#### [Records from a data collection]
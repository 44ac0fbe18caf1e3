use std::path::PathBuf;

use serde::Deserialize;

use crate::{
    collection::disks::{MountPolicy, RemoteRule},
    options::{OptionError, OptionResult},
};

/// Disk configuration. Anything left unset falls back to the usual local
/// disk rules.
#[derive(Clone, Debug, Default, Deserialize)]
#[cfg_attr(test, serde(deny_unknown_fields), derive(PartialEq, Eq))]
pub struct DiskConfig {
    /// The mount table to read.
    pub(crate) mount_table: Option<PathBuf>,

    /// Device prefixes that mark a mount as a local disk.
    pub(crate) local_device_prefixes: Option<Vec<String>>,

    /// Filesystem types that are always remote.
    pub(crate) remote_fs_types: Option<Vec<String>>,

    /// Filesystem type prefixes that are always remote, e.g. `nfs`.
    pub(crate) remote_fs_type_prefixes: Option<Vec<String>>,

    /// Filesystem types that are remote when mounted from a `//server/share`.
    pub(crate) smb_fs_types: Option<Vec<String>>,
}

fn non_empty(field: &str, values: Vec<String>) -> OptionResult<Vec<String>> {
    if values.iter().any(|value| value.is_empty()) {
        Err(OptionError::invalid_config_value(field))
    } else {
        Ok(values)
    }
}

impl DiskConfig {
    pub fn mount_table(&self) -> Option<&PathBuf> {
        self.mount_table.as_ref()
    }

    /// Builds the [`MountPolicy`] described by this config.
    pub fn policy(&self) -> OptionResult<MountPolicy> {
        let defaults = MountPolicy::default();

        let local_device_prefixes = match &self.local_device_prefixes {
            Some(prefixes) if prefixes.is_empty() => {
                return Err(OptionError::config(
                    "'local_device_prefixes' must contain at least one prefix.",
                ));
            }
            Some(prefixes) => non_empty("local_device_prefixes", prefixes.clone())?,
            None => defaults.local_device_prefixes().to_vec(),
        };

        let mut default_smb = Vec::new();
        let mut default_prefixes = Vec::new();
        let mut default_types = Vec::new();
        for rule in defaults.remote_rules() {
            match rule {
                RemoteRule::HostPath => {}
                RemoteRule::SmbShare(fs_type) => default_smb.push(fs_type.clone()),
                RemoteRule::FsTypePrefix(prefix) => default_prefixes.push(prefix.clone()),
                RemoteRule::FsType(fs_type) => default_types.push(fs_type.clone()),
            }
        }

        let smb_fs_types = self.smb_fs_types.clone().unwrap_or(default_smb);
        let remote_fs_type_prefixes = match &self.remote_fs_type_prefixes {
            Some(prefixes) => non_empty("remote_fs_type_prefixes", prefixes.clone())?,
            None => default_prefixes,
        };
        let remote_fs_types = self.remote_fs_types.clone().unwrap_or(default_types);

        let remote_rules = std::iter::once(RemoteRule::HostPath)
            .chain(smb_fs_types.into_iter().map(RemoteRule::SmbShare))
            .chain(remote_fs_type_prefixes.into_iter().map(RemoteRule::FsTypePrefix))
            .chain(remote_fs_types.into_iter().map(RemoteRule::FsType))
            .collect();

        Ok(MountPolicy::new(remote_rules, local_device_prefixes))
    }
}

#### [THE TASK]
Which lines of the records above contain the word "Deserialize"? Show each of them.

#### [FINAL ANSWER]
use serde::Deserialize;
#[derive(Clone, Debug, Default, Deserialize)]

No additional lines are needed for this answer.